The implication appeared to be that with the first two centers raided by American troops disclosing torture, the likelihood was that more abuse might be found in the several hundred detention centers that American military officers say they believe may exist across Iraq.
The ambassador’s statement that the American command had decided to embed officers with Interior Ministry units suggested that the practice of having American officers attached to commando units like the Wolf Brigade, common when they were established over the last year, had fallen away as the buildup of Iraqi forces accelerated.
Although American policy has been to assign “military transition teams” of up to 10 soldiers to each brigade-level Iraqi army unit, the free-wheeling police commandos appear to have had little American oversight in recent months. Mr. Khalilzad acknowledged as much when he said of the plan to embed Americans with the Interior Ministry units, “It’s a new phenomenon.”
Why the commandos have been left to operate unsupervised has been a burning question among Iraqi rights groups, who say the Wolf Brigade, among other special Interior Ministry units, established an early reputation for brutality.
When the issue has been pressed with American commanders, they have said the effective use of limited American troops has meant that “hard choices” had been made on where embedded American units were most needed.
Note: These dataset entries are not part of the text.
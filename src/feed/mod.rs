//! Feeds derived from the content store

mod rss;
mod sitemap;

pub use rss::render_rss;
pub use sitemap::render_sitemap;
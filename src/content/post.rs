//! Post model

use chrono::{DateTime, Utc};
use indexmap::IndexMap;
use serde::{Deserialize, Serialize};

use super::FrontMatter;

/// A blog post loaded from the content store
#[derive(Debug, Clone, Serialize, Deserialize)]
pub struct Post {
    /// File name without extension, the post's primary key
    pub slug: String,

    /// Raw body (everything after the front-matter block)
    pub content: String,

    pub meta: PostMeta,
}

/// Metadata resolved from a post's front-matter
#[derive(Debug, Clone, Serialize, Deserialize)]
pub struct PostMeta {
    /// Title, falling back to the slug when front-matter has none
    pub title: String,

    /// Date as written in the front-matter
    pub date: Option<String>,

    pub tags: Vec<String>,

    pub description: Option<String>,

    /// Free-form post kind (`book`, `note`, ...)
    #[serde(rename = "type")]
    pub kind: Option<String>,

    pub published: bool,

    /// Custom front-matter fields
    #[serde(flatten)]
    pub extra: IndexMap<String, serde_yaml::Value>,
}

impl Post {
    /// Build a post from its slug and full file source
    pub fn from_source(slug: &str, source: &str) -> Self {
        let (fm, body) = FrontMatter::parse(source);
        Self::from_parts(slug, fm, body)
    }

    fn from_parts(slug: &str, fm: FrontMatter, body: &str) -> Self {
        let title = fm
            .title
            .filter(|t| !t.trim().is_empty())
            .unwrap_or_else(|| slug.to_string());

        Self {
            slug: slug.to_string(),
            content: body.to_string(),
            meta: PostMeta {
                title,
                date: fm.date,
                tags: fm.tags,
                description: fm.description,
                kind: fm.kind,
                published: fm.published,
                extra: fm.extra,
            },
        }
    }

    /// Parsed publication date, if the front-matter carries a readable one
    pub fn date(&self) -> Option<DateTime<Utc>> {
        self.meta
            .date
            .as_deref()
            .and_then(super::frontmatter::parse_date_string)
    }

    /// Site-relative URL of the post
    pub fn path(&self) -> String {
        format!("/blog/{}", self.slug)
    }
}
Unlike many Iraqi police and army units, the Wolf Brigade established early that it was capable of functioning effectively on its own, the commanders have said.
But many Iraqis, including many Sunni Arabs, have been reluctant to believe the Americans’ insistence that they had no evidence of torture by Interior Ministry units until the raid in Jadriya. The critics have noted that uniformed American officers and other Americans in plainclothes are an obtrusive presence in the Adnan Palace, the high-domed edifice in the Green Zone that was once a retreat for Saddam Hussein and where most top Interior Ministry officials, including Mr. Jabr, the minister, now work.
General Thabit, founder of the Wolf Brigade, has an office along a corridor from Mr. Jabr’s, and American officers shuttle back and forth on the floor.